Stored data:
//! Minimal Ethereum JSON-RPC client (`eth_call` and friends) over reqwest

use alloy_primitives::{Address, Bytes};
use kite_types::{AdapterError, AdapterResult, VendorRuntimeConfig};
use reqwest::Client;
use serde::{de::DeserializeOwned, Deserialize, Serialize};
use serde_json::{json, Value};
use std::collections::HashMap;
use std::fmt;
use std::sync::atomic::{AtomicU64, Ordering};
use std::sync::Arc;
use tracing::debug;

use crate::client_cache::{ClientCache, ClientConfig};

#[derive(Debug, Serialize)]
struct RpcRequest<'a> {
	jsonrpc: &'static str,
	id: u64,
	method: &'a str,
	params: Value,
}

#[derive(Debug, Deserialize)]
struct RpcResponse<T> {
	result: Option<T>,
	error: Option<RpcErrorBody>,
}

#[derive(Debug, Deserialize)]
struct RpcErrorBody {
	code: i64,
	message: String,
}

/// JSON-RPC endpoint for a single chain
///
/// Endpoint URLs often embed an API key, so they are never logged.
#[derive(Clone)]
pub struct JsonRpcClient {
	url: String,
	client: Arc<Client>,
	next_id: Arc<AtomicU64>,
}

impl JsonRpcClient {
	pub fn new(url: impl Into<String>, cache: &ClientCache) -> AdapterResult<Self> {
		// One pooled client serves every RPC endpoint
		let client = cache.get_client(&ClientConfig::from(&VendorRuntimeConfig::new(
			"json-rpc", "json-rpc",
		)))?;
		Ok(Self {
			url: url.into(),
			client,
			next_id: Arc::new(AtomicU64::new(1)),
		})
	}

	/// Issue a JSON-RPC call and decode its `result`
	pub async fn request<T: DeserializeOwned>(&self, method: &str, params: Value) -> AdapterResult<T> {
		let body = RpcRequest {
			jsonrpc: "2.0",
			id: self.next_id.fetch_add(1, Ordering::Relaxed),
			method,
			params,
		};

		let response = self
			.client
			.post(&self.url)
			.json(&body)
			.send()
			.await
			.map_err(AdapterError::HttpError)?;

		let status = response.status();
		if !status.is_success() {
			let text = response.text().await.unwrap_or_default();
			return Err(AdapterError::from_http_failure(status.as_u16(), &text));
		}

		let parsed: RpcResponse<T> = response.json().await.map_err(|e| {
			AdapterError::invalid_response(format!("Malformed {} response: {}", method, e))
		})?;

		if let Some(error) = parsed.error {
			return Err(AdapterError::RpcError {
				code: error.code,
				message: error.message,
			});
		}
		parsed
			.result
			.ok_or_else(|| AdapterError::invalid_response(format!("{} returned no result", method)))
	}

	/// `eth_call` against the latest block
	pub async fn eth_call(&self, to: Address, data: Bytes) -> AdapterResult<Bytes> {
		debug!("eth_call {} ({} bytes)", to, data.len());
		self.request(
			"eth_call",
			json!([{ "to": to.to_string(), "data": format!("0x{}", hex::encode(&data)) }, "latest"]),
		)
		.await
	}
}

/// JSON-RPC clients per chain id
#[derive(Clone, Default)]
pub struct RpcProviders {
	clients: HashMap<u64, JsonRpcClient>,
}

impl RpcProviders {
	pub fn new(urls: &HashMap<u64, String>, cache: &ClientCache) -> AdapterResult<Self> {
		let clients = urls
			.iter()
			.map(|(chain_id, url)| Ok((*chain_id, JsonRpcClient::new(url.clone(), cache)?)))
			.collect::<AdapterResult<HashMap<_, _>>>()?;
		Ok(Self { clients })
	}

	pub fn get(&self, chain_id: u64) -> AdapterResult<&JsonRpcClient> {
		self.clients
			.get(&chain_id)
			.ok_or(AdapterError::ChainNotSupported { chain_id })
	}

	pub fn supports(&self, chain_id: u64) -> bool {
		self.clients.contains_key(&chain_id)
	}
}

impl fmt::Debug for JsonRpcClient {
	fn fmt(&self, f: &mut fmt::Formatter<'_>) -> fmt::Result {
		f.debug_struct("JsonRpcClient").finish_non_exhaustive()
	}
}

impl fmt::Debug for RpcProviders {
	fn fmt(&self, f: &mut fmt::Formatter<'_>) -> fmt::Result {
		let mut chains: Vec<_> = self.clients.keys().collect();
		chains.sort();
		f.debug_struct("RpcProviders").field("chains", &chains).finish()
	}
}

/// Parse a 0x-prefixed address, mapping failures to an adapter error
pub fn parse_address(value: &str) -> AdapterResult<Address> {
	value
		.trim()
		.parse::<Address>()
		.map_err(|e| AdapterError::Abi(format!("invalid address '{}': {}", value, e)))
}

## PROBLEM TO SOLVE
The response should be an exact copy of every line above.

## RESULT OF THIS TASK
//! Minimal Ethereum JSON-RPC client (`eth_call` and friends) over reqwest

use alloy_primitives::{Address, Bytes};
use kite_types::{AdapterError, AdapterResult, VendorRuntimeConfig};
use reqwest::Client;
use serde::{de::DeserializeOwned, Deserialize, Serialize};
use serde_json::{json, Value};
use std::collections::HashMap;
use std::fmt;
use std::sync::atomic::{AtomicU64, Ordering};
use std::sync::Arc;
use tracing::debug;

use crate::client_cache::{ClientCache, ClientConfig};

#[derive(Debug, Serialize)]
struct RpcRequest<'a> {
	jsonrpc: &'static str,
	id: u64,
	method: &'a str,
	params: Value,
}

#[derive(Debug, Deserialize)]
struct RpcResponse<T> {
	result: Option<T>,
	error: Option<RpcErrorBody>,
}

#[derive(Debug, Deserialize)]
struct RpcErrorBody {
	code: i64,
	message: String,
}

/// JSON-RPC endpoint for a single chain
///
/// Endpoint URLs often embed an API key, so they are never logged.
#[derive(Clone)]
pub struct JsonRpcClient {
	url: String,
	client: Arc<Client>,
	next_id: Arc<AtomicU64>,
}

impl JsonRpcClient {
	pub fn new(url: impl Into<String>, cache: &ClientCache) -> AdapterResult<Self> {
		// One pooled client serves every RPC endpoint
		let client = cache.get_client(&ClientConfig::from(&VendorRuntimeConfig::new(
			"json-rpc", "json-rpc",
		)))?;
		Ok(Self {
			url: url.into(),
			client,
			next_id: Arc::new(AtomicU64::new(1)),
		})
	}

	/// Issue a JSON-RPC call and decode its `result`
	pub async fn request<T: DeserializeOwned>(&self, method: &str, params: Value) -> AdapterResult<T> {
		let body = RpcRequest {
			jsonrpc: "2.0",
			id: self.next_id.fetch_add(1, Ordering::Relaxed),
			method,
			params,
		};

		let response = self
			.client
			.post(&self.url)
			.json(&body)
			.send()
			.await
			.map_err(AdapterError::HttpError)?;

		let status = response.status();
		if !status.is_success() {
			let text = response.text().await.unwrap_or_default();
			return Err(AdapterError::from_http_failure(status.as_u16(), &text));
		}

		let parsed: RpcResponse<T> = response.json().await.map_err(|e| {
			AdapterError::invalid_response(format!("Malformed {} response: {}", method, e))
		})?;

		if let Some(error) = parsed.error {
			return Err(AdapterError::RpcError {
				code: error.code,
				message: error.message,
			});
		}
		parsed
			.result
			.ok_or_else(|| AdapterError::invalid_response(format!("{} returned no result", method)))
	}

	/// `eth_call` against the latest block
	pub async fn eth_call(&self, to: Address, data: Bytes) -> AdapterResult<Bytes> {
		debug!("eth_call {} ({} bytes)", to, data.len());
		self.request(
			"eth_call",
			json!([{ "to": to.to_string(), "data": format!("0x{}", hex::encode(&data)) }, "latest"]),
		)
		.await
	}
}

/// JSON-RPC clients per chain id
#[derive(Clone, Default)]
pub struct RpcProviders {
	clients: HashMap<u64, JsonRpcClient>,
}

impl RpcProviders {
	pub fn new(urls: &HashMap<u64, String>, cache: &ClientCache) -> AdapterResult<Self> {
		let clients = urls
			.iter()
			.map(|(chain_id, url)| Ok((*chain_id, JsonRpcClient::new(url.clone(), cache)?)))
			.collect::<AdapterResult<HashMap<_, _>>>()?;
		Ok(Self { clients })
	}

	pub fn get(&self, chain_id: u64) -> AdapterResult<&JsonRpcClient> {
		self.clients
			.get(&chain_id)
			.ok_or(AdapterError::ChainNotSupported { chain_id })
	}

	pub fn supports(&self, chain_id: u64) -> bool {
		self.clients.contains_key(&chain_id)
	}
}

impl fmt::Debug for JsonRpcClient {
	fn fmt(&self, f: &mut fmt::Formatter<'_>) -> fmt::Result {
		f.debug_struct("JsonRpcClient").finish_non_exhaustive()
	}
}

impl fmt::Debug for RpcProviders {
	fn fmt(&self, f: &mut fmt::Formatter<'_>) -> fmt::Result {
		let mut chains: Vec<_> = self.clients.keys().collect();
		chains.sort();
		f.debug_struct("RpcProviders").field("chains", &chains).finish()
	}
}

/// Parse a 0x-prefixed address, mapping failures to an adapter error
pub fn parse_address(value: &str) -> AdapterResult<Address> {
	value
		.trim()
		.parse::<Address>()
		.map_err(|e| AdapterError::Abi(format!("invalid address '{}': {}", value, e)))
}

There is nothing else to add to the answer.